# Task details
For the entries that follow, restate word for word the line containing "Ok(self.read_u8(offset)? >> super::layout::NAA_SHIFT)", the line containing "let err = reader.read_slice(1..4).unwrap_err();", and every line that lies between them.

# Listed records
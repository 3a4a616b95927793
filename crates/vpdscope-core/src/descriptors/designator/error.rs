use serde::{Deserialize, Serialize};
use thiserror::Error;

/// Fatal errors while walking identification descriptors.
///
/// Only structural faults live here: a descriptor that does not fit in the
/// remaining buffer aborts the page. Prerequisite violations of a single
/// designator are reported as [`DesignatorProblem`] instead.
///
/// # Examples
/// ```
/// use vpdscope_core::DesignatorError;
///
/// let err = DesignatorError::Overrun { offset: 8, needed: 24, remaining: 10 };
/// assert!(err.to_string().contains("offset 8"));
/// ```
#[derive(Debug, Clone, PartialEq, Eq, Error)]
pub enum DesignatorError {
    #[error("payload too short: need {needed} bytes, got {actual}")]
    TooShort { needed: usize, actual: usize },
    #[error(
        "designator at offset {offset} longer than remaining response: needs {needed} bytes, {remaining} remain"
    )]
    Overrun {
        offset: usize,
        needed: usize,
        remaining: usize,
    },
}

/// Why a designator was degraded to its raw bytes.
#[derive(Debug, Clone, PartialEq, Eq, Error, Serialize, Deserialize)]
#[serde(tag = "problem", rename_all = "snake_case")]
pub enum DesignatorProblem {
    #[error("empty designator")]
    Empty,
    #[error("expect 8, 12 and 16 byte EUI, got {length}")]
    Eui64Length { length: usize },
    #[error("expected binary code_set")]
    Eui64CodeSet,
    #[error("unexpected code set {code_set} for NAA")]
    NaaCodeSet { code_set: u8 },
    #[error("unexpected NAA [0x{naa:x}]")]
    UnknownNaa { naa: u8 },
    #[error("unexpected NAA {naa} identifier length: 0x{length:x}")]
    NaaLength { naa: u8, length: usize },
    #[error("expected binary code_set, target port association, length 4")]
    TargetPortPrerequisite,
    #[error("expected binary code_set, logical unit association, length 4")]
    LogicalUnitGroupPrerequisite,
    #[error("expected binary code_set, logical unit association")]
    Md5Prerequisite,
    #[error("expected UTF-8 code_set")]
    ScsiNameCodeSet,
}
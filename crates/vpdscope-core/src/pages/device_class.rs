//! Pages 0xb0 and 0xb1, whose meaning depends on the peripheral device type.

use serde::{Deserialize, Serialize};

use super::error::PageError;
use super::header::VpdPage;
use super::kind::{CharacteristicsPage, LimitsPage};
use super::layout;
use super::reader::PageReader;
use crate::Record;
use crate::hex::text_until_nul;
use crate::sink::RecordSink;

/// Block limits (SBC), all lengths in logical blocks.
#[derive(Debug, Clone, Copy, PartialEq, Eq, Serialize, Deserialize)]
pub struct BlockLimits {
    pub optimal_transfer_length_granularity: u16,
    pub maximum_transfer_length: u32,
    pub optimal_transfer_length: u32,
    /// Maximum prefetch, xdread, xdwrite transfer length (SBC-3 and later).
    #[serde(default, skip_serializing_if = "Option::is_none")]
    pub maximum_prefetch_length: Option<u32>,
}

/// Block device characteristics (SBC).
#[derive(Debug, Clone, Copy, PartialEq, Eq, Serialize, Deserialize)]
pub struct BlockDeviceCharacteristics {
    pub rotation_rate: u16,
    pub form_factor: u8,
}

impl BlockDeviceCharacteristics {
    pub fn rotation_text(&self) -> String {
        match self.rotation_rate {
            0 => "Medium rotation rate is not reported".to_string(),
            1 => "Non-rotating medium (e.g. solid state)".to_string(),
            rate if rate < 0x401 || rate == 0xffff => format!("Reserved [0x{rate:x}]"),
            rate => format!("Nominal rotation rate: {rate} rpm"),
        }
    }

    /// Suffix printed after the "Nominal form factor" label.
    pub fn form_factor_suffix(&self) -> &'static str {
        match self.form_factor {
            0 => " not reported",
            1 => ": 5.25 inch",
            2 => ": 3.5 inch",
            3 => ": 2.5 inch",
            4 => ": 1.8 inch",
            5 => ": less then 1.8 inch",
            _ => ": reserved",
        }
    }
}

pub(crate) fn decode_limits(page: &VpdPage, kind: LimitsPage, sink: &mut RecordSink) -> Result<(), PageError> {
    let reader = PageReader::new(page.response());
    match kind {
        LimitsPage::BlockLimits => {
            reader.require_len(layout::BLOCK_LIMITS_MIN_LEN)?;
            let maximum_prefetch_length = if reader.len() >= layout::BLOCK_LIMITS_PREFETCH_MIN_LEN {
                Some(reader.read_u32_be(layout::MAX_PREFETCH_RANGE)?)
            } else {
                None
            };
            sink.push(Record::BlockLimits(BlockLimits {
                optimal_transfer_length_granularity: reader.read_u16_be(layout::OPTIMAL_GRANULARITY_RANGE)?,
                maximum_transfer_length: reader.read_u32_be(layout::MAX_TRANSFER_RANGE)?,
                optimal_transfer_length: reader.read_u32_be(layout::OPTIMAL_TRANSFER_RANGE)?,
                maximum_prefetch_length,
            }));
        }
        LimitsPage::SequentialAccessCapabilities => {
            let worm = reader.read_flag(layout::WORM_OFFSET, 0x01)?;
            sink.push(Record::SequentialAccessCapabilities { worm });
        }
        LimitsPage::OsdInformation | LimitsPage::Other(_) => undecoded(page, sink),
    }
    Ok(())
}

pub(crate) fn decode_characteristics(
    page: &VpdPage,
    kind: CharacteristicsPage,
    sink: &mut RecordSink,
) -> Result<(), PageError> {
    let reader = PageReader::new(page.response());
    match kind {
        CharacteristicsPage::BlockDeviceCharacteristics => {
            reader.require_len(layout::BLOCK_CHARACTERISTICS_MIN_LEN)?;
            sink.push(Record::BlockDeviceCharacteristics(BlockDeviceCharacteristics {
                rotation_rate: reader.read_u16_be(layout::ROTATION_RATE_RANGE)?,
                form_factor: reader.read_u8(layout::FORM_FACTOR_OFFSET)? & layout::FORM_FACTOR_MASK,
            }));
        }
        CharacteristicsPage::ManufacturerSerialNumber | CharacteristicsPage::AdcManufacturerSerialNumber => {
            let serial = reader
                .read_tail(layout::MANUFACTURER_SERIAL_OFFSET)
                .map(text_until_nul)?;
            sink.push(Record::ManufacturerSerialNumber { serial });
        }
        CharacteristicsPage::SecurityToken | CharacteristicsPage::Other(_) => undecoded(page, sink),
    }
    Ok(())
}

fn undecoded(page: &VpdPage, sink: &mut RecordSink) {
    sink.push(Record::Hex {
        label: Some(format!(
            "Unable to decode pdt=0x{:x}, in hex",
            page.peripheral_device_type()
        )),
        bytes: page.response().to_vec(),
    });
}
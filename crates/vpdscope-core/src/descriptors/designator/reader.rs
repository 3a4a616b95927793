use super::error::DesignatorError;

/// Bounds-checked access to a descriptor list or a single designator payload.
pub struct DesignatorReader<'a> {
    payload: &'a [u8],
}

impl<'a> DesignatorReader<'a> {
    pub fn new(payload: &'a [u8]) -> Self {
        Self { payload }
    }

    pub fn read_u8(&self, offset: usize) -> Result<u8, DesignatorError> {
        self.payload
            .get(offset)
            .copied()
            .ok_or(DesignatorError::TooShort {
                needed: offset + 1,
                actual: self.payload.len(),
            })
    }

    pub fn read_u16_be(&self, range: std::ops::Range<usize>) -> Result<u16, DesignatorError> {
        let bytes = self.read_slice(range)?;
        if bytes.len() != 2 {
            return Err(DesignatorError::TooShort {
                needed: 2,
                actual: bytes.len(),
            });
        }
        Ok(u16::from_be_bytes([bytes[0], bytes[1]]))
    }

    /// Big-endian unsigned value of up to eight bytes.
    pub fn read_be_uint(&self, range: std::ops::Range<usize>) -> Result<u64, DesignatorError> {
        let bytes = self.read_slice(range)?;
        if bytes.len() > 8 {
            return Err(DesignatorError::TooShort {
                needed: 8,
                actual: bytes.len(),
            });
        }
        Ok(bytes
            .iter()
            .fold(0u64, |acc, &b| (acc << 8) | u64::from(b)))
    }

    pub fn read_slice(&self, range: std::ops::Range<usize>) -> Result<&'a [u8], DesignatorError> {
        self.payload
            .get(range.clone())
            .ok_or(DesignatorError::TooShort {
                needed: range.end,
                actual: self.payload.len(),
            })
    }

    pub fn read_nibble_high(&self, offset: usize) -> Result<u8, DesignatorError> {
        Ok(self.read_u8(offset)? >> super::layout::NAA_SHIFT)
    }
}

#[cfg(test)]
mod tests {
    use super::DesignatorReader;
    use crate::descriptors::designator::error::DesignatorError;

    #[test]
    fn read_be_uint_folds_bytes() {
        let payload = [0x01, 0x02, 0x03, 0x04, 0x05];
        let reader = DesignatorReader::new(&payload);
        assert_eq!(reader.read_be_uint(0..5).unwrap(), 0x01_0203_0405);
        assert_eq!(reader.read_u16_be(3..5).unwrap(), 0x0405);
    }

    #[test]
    fn nibble_high_is_the_naa_field() {
        let reader = DesignatorReader::new(&[0x6a, 0x5f]);
        assert_eq!(reader.read_nibble_high(0).unwrap(), 6);
        assert_eq!(reader.read_nibble_high(1).unwrap(), 5);
    }

    #[test]
    fn reads_past_end_are_errors() {
        let payload = [0u8; 3];
        let reader = DesignatorReader::new(&payload);
        let err = reader.read_slice(1..4).unwrap_err();
        assert_eq!(err, DesignatorError::TooShort { needed: 4, actual: 3 });
        assert!(reader.read_u8(3).is_err());
    }
}
use crate::descriptors::designator::{Designator, DesignatorRecord, Eui64, ShortIdentifier, ShortValue};
use crate::hex::{compact_hex, hex_dump};

pub(super) fn write_designator(out: &mut String, record: &DesignatorRecord, long: bool) {
    push_line!(
        out,
        "    designator type: {},  code_set: {}",
        record.designator_type, record.code_set
    );
    if let Some(transport) = record.transport {
        push_line!(out, "     transport: {transport}");
    }
    match &record.designator {
        Designator::T10VendorId { vendor, extra } => {
            push_line!(out, "      vendor id: {vendor}");
            if let Some(extra) = extra {
                push_line!(out, "      vendor specific: {extra}");
            }
        }
        Designator::Eui64(eui) => write_eui64(out, eui, long),
        Designator::Naa2 {
            raw,
            vendor_specific_a,
            company_id,
            vendor_specific_b,
        } => {
            if long {
                push_line!(out, "      NAA 2, vendor specific identifier A: 0x{vendor_specific_a:x}");
                push_line!(out, "      IEEE Company_id: 0x{company_id:x}");
                push_line!(out, "      vendor specific identifier B: 0x{vendor_specific_b:x}");
                push_line!(out, "      [{}]", compact_hex(raw));
            }
            push_line!(out, "      {}", compact_hex(raw));
        }
        Designator::Naa5 {
            raw,
            company_id,
            vendor_specific_id,
        } => {
            if long {
                push_line!(out, "      NAA 5, IEEE Company_id: 0x{company_id:x}");
                push_line!(out, "      Vendor Specific Identifier: 0x{vendor_specific_id:x}");
                push_line!(out, "      [{}]", compact_hex(raw));
            } else {
                push_line!(out, "      {}", compact_hex(raw));
            }
        }
        Designator::Naa6 {
            raw,
            company_id,
            vendor_specific_id,
            vendor_specific_extension,
        } => {
            if long {
                push_line!(out, "      NAA 6, IEEE Company_id: 0x{company_id:x}");
                push_line!(out, "      Vendor Specific Identifier: 0x{vendor_specific_id:x}");
                push_line!(
                    out,
                    "      Vendor Specific Identifier Extension: 0x{vendor_specific_extension:x}"
                );
                push_line!(out, "      [{}]", compact_hex(raw));
            } else {
                push_line!(out, "      {}", compact_hex(raw));
            }
        }
        Designator::RelativeTargetPort { port } => {
            push_line!(out, "      Relative target port: 0x{port:x}");
        }
        Designator::TargetPortGroup { group } => {
            push_line!(out, "      Target port group: 0x{group:x}");
        }
        Designator::LogicalUnitGroup { group } => {
            push_line!(out, "      Logical unit group: 0x{group:x}");
        }
        Designator::Md5LogicalUnitId { raw } => {
            out.push_str("      MD5 logical unit identifier:\n");
            out.push_str(&hex_dump(raw, true));
        }
        Designator::ScsiNameString { name } => {
            out.push_str("      SCSI name string:\n");
            push_line!(out, "      {name}");
        }
        Designator::VendorSpecific { raw } | Designator::Reserved { raw } | Designator::Fallback { raw, .. } => {
            out.push_str(&hex_dump(raw, true));
        }
    }
}

fn write_eui64(out: &mut String, eui: &Eui64, long: bool) {
    if !long {
        push_line!(out, "      {}", compact_hex(&eui.raw));
        return;
    }
    push_line!(out, "      EUI-64 based {} byte identifier", eui.raw.len());
    if let Some(extension) = &eui.identifier_extension {
        let value = extension.iter().fold(0u64, |acc, &b| (acc << 8) | u64::from(b));
        push_line!(out, "      Identifier extension: 0x{value:x}");
    }
    push_line!(out, "      IEEE Company_id: 0x{:x}", eui.company_id);
    push_line!(
        out,
        "      Vendor Specific Extension Identifier: 0x{:x}",
        eui.vendor_specific_extension
    );
    if let Some(directory_id) = eui.directory_id {
        push_line!(out, "      Directory ID: 0x{directory_id:x}");
    }
}

/// One identifier per line; a SAS port pair reads `address,0xPORT`.
pub(super) fn write_short_id(out: &mut String, id: &ShortIdentifier) {
    match &id.value {
        ShortValue::Hex { value } => {
            push_line!(out, "{}", compact_hex(value));
        }
        ShortValue::Name { text } => {
            push_line!(out, "{text}");
        }
        ShortValue::SasTargetPort {
            address,
            relative_port: Some(port),
        } => {
            push_line!(out, "{},0x{port:x}", compact_hex(address));
        }
        ShortValue::SasTargetPort {
            address,
            relative_port: None,
        } => {
            push_line!(out, "{}", compact_hex(address));
        }
        ShortValue::RelativePort { port } => {
            push_line!(out, ",0x{port:x}");
        }
        ShortValue::Raw { raw } => out.push_str(&hex_dump(raw, true)),
    }
}

#[cfg(test)]
mod tests {
    use super::*;
    use crate::codes::{Association, CodeSet, DesignatorType, ProtocolId};

    fn naa5_record() -> DesignatorRecord {
        DesignatorRecord {
            offset: 0,
            association: Association::TargetPort,
            designator_type: DesignatorType::Naa,
            code_set: CodeSet::Binary,
            transport: Some(ProtocolId::Sas),
            designator: Designator::Naa5 {
                raw: vec![0x50, 0x00, 0xc5, 0x00, 0x11, 0x22, 0x33, 0x44],
                company_id: 0x000c50,
                vendor_specific_id: 0x011223344,
            },
        }
    }

    #[test]
    fn naa5_short_and_long() {
        let mut short = String::new();
        write_designator(&mut short, &naa5_record(), false);
        assert_eq!(
            short,
            "    designator type: NAA,  code_set: Binary\n     transport: Serial Attached SCSI (SAS)\n      0x5000c50011223344\n"
        );

        let mut long = String::new();
        write_designator(&mut long, &naa5_record(), true);
        assert!(long.contains("      NAA 5, IEEE Company_id: 0xc50\n"));
        assert!(long.contains("      Vendor Specific Identifier: 0x11223344\n"));
        assert!(long.ends_with("      [0x5000c50011223344]\n"));
    }

    #[test]
    fn short_ids_pair_address_and_port() {
        let mut out = String::new();
        write_short_id(
            &mut out,
            &ShortIdentifier {
                offset: 12,
                value: ShortValue::SasTargetPort {
                    address: vec![0x50, 0x01],
                    relative_port: Some(3),
                },
            },
        );
        write_short_id(
            &mut out,
            &ShortIdentifier {
                offset: 24,
                value: ShortValue::Name {
                    text: "naa.5000".to_string(),
                },
            },
        );
        assert_eq!(out, "0x5001,0x3\nnaa.5000\n");
    }
}
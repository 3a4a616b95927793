use super::{DecodeError, DecodeOptions, PageHandler, PageRequest};
use crate::pages::{self, PageError, VpdPage};
use crate::sink::RecordSink;
use crate::{PageReport, Record};

const RAW_NOTE: &str = "Only hex output supported";

/// Decoders for the standard pages.
#[derive(Debug, Clone, Copy, Default)]
pub struct StandardPages;

impl PageHandler for StandardPages {
    fn name(&self) -> &'static str {
        "standard"
    }

    fn decode(
        &self,
        page: &VpdPage,
        request: &PageRequest,
        options: DecodeOptions,
    ) -> Result<PageReport, DecodeError> {
        let Some(kind) = page.kind() else {
            return Err(DecodeError::Unsupported {
                page_code: page.page_code(),
                handler: self.name(),
            });
        };
        tracing::debug!(page_code = page.page_code(), ?kind, "standard decoder selected");
        let mut sink = RecordSink::new();
        let result = pages::decode_standard(
            page,
            kind,
            request.subvalue.unwrap_or_default(),
            options.quiet,
            &mut sink,
        );
        finish_page(page, request, self.name(), kind.title(), sink, result)
    }
}

/// Last resort: the whole response as hex.
#[derive(Debug, Clone, Copy, Default)]
pub struct RawPages;

impl PageHandler for RawPages {
    fn name(&self) -> &'static str {
        "raw"
    }

    fn decode(
        &self,
        page: &VpdPage,
        request: &PageRequest,
        _options: DecodeOptions,
    ) -> Result<PageReport, DecodeError> {
        let mut title = format!("VPD page code=0x{:02x}", page.page_code());
        if let Some(subvalue) = request.subvalue {
            title.push_str(&format!(", subvalue=0x{subvalue:02x}"));
        }
        let mut sink = RecordSink::new();
        sink.push(Record::Hex {
            label: Some(RAW_NOTE.to_string()),
            bytes: page.response().to_vec(),
        });
        finish_page(page, request, self.name(), title, sink, Ok(()))
    }
}

/// Turns a handler's sink into its report.
///
/// When `result` is an error the report becomes the partial output of
/// [`DecodeError::Malformed`].
pub fn finish_page(
    page: &VpdPage,
    request: &PageRequest,
    decoder: &str,
    title: String,
    sink: RecordSink,
    result: Result<(), PageError>,
) -> Result<PageReport, DecodeError> {
    let (records, diagnostics) = sink.into_parts();
    let acronym = pages::lookup(page.page_code(), request.subvalue, Some(page.peripheral_device_type()))
        .map(|entry| entry.acronym.to_string());
    let report = PageReport {
        page_code: page.page_code(),
        subvalue: request.subvalue,
        title,
        acronym,
        decoder: decoder.to_string(),
        peripheral_qualifier: page.peripheral_qualifier(),
        peripheral_device_type: page.peripheral_device_type(),
        declared_length: page.declared_length(),
        raw: page.response().to_vec(),
        records,
        diagnostics,
    };
    match result {
        Ok(()) => Ok(report),
        Err(source) => {
            tracing::warn!(page_code = page.page_code(), error = %source, "page decode aborted");
            Err(DecodeError::Malformed {
                page_code: page.page_code(),
                source,
                partial: Some(Box::new(report)),
            })
        }
    }
}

# Output for this exercise
        Ok(self.read_u8(offset)? >> super::layout::NAA_SHIFT)
    }
}

#[cfg(test)]
mod tests {
    use super::DesignatorReader;
    use crate::descriptors::designator::error::DesignatorError;

    #[test]
    fn read_be_uint_folds_bytes() {
        let payload = [0x01, 0x02, 0x03, 0x04, 0x05];
        let reader = DesignatorReader::new(&payload);
        assert_eq!(reader.read_be_uint(0..5).unwrap(), 0x01_0203_0405);
        assert_eq!(reader.read_u16_be(3..5).unwrap(), 0x0405);
    }

    #[test]
    fn nibble_high_is_the_naa_field() {
        let reader = DesignatorReader::new(&[0x6a, 0x5f]);
        assert_eq!(reader.read_nibble_high(0).unwrap(), 6);
        assert_eq!(reader.read_nibble_high(1).unwrap(), 5);
    }

    #[test]
    fn reads_past_end_are_errors() {
        let payload = [0u8; 3];
        let reader = DesignatorReader::new(&payload);
        let err = reader.read_slice(1..4).unwrap_err();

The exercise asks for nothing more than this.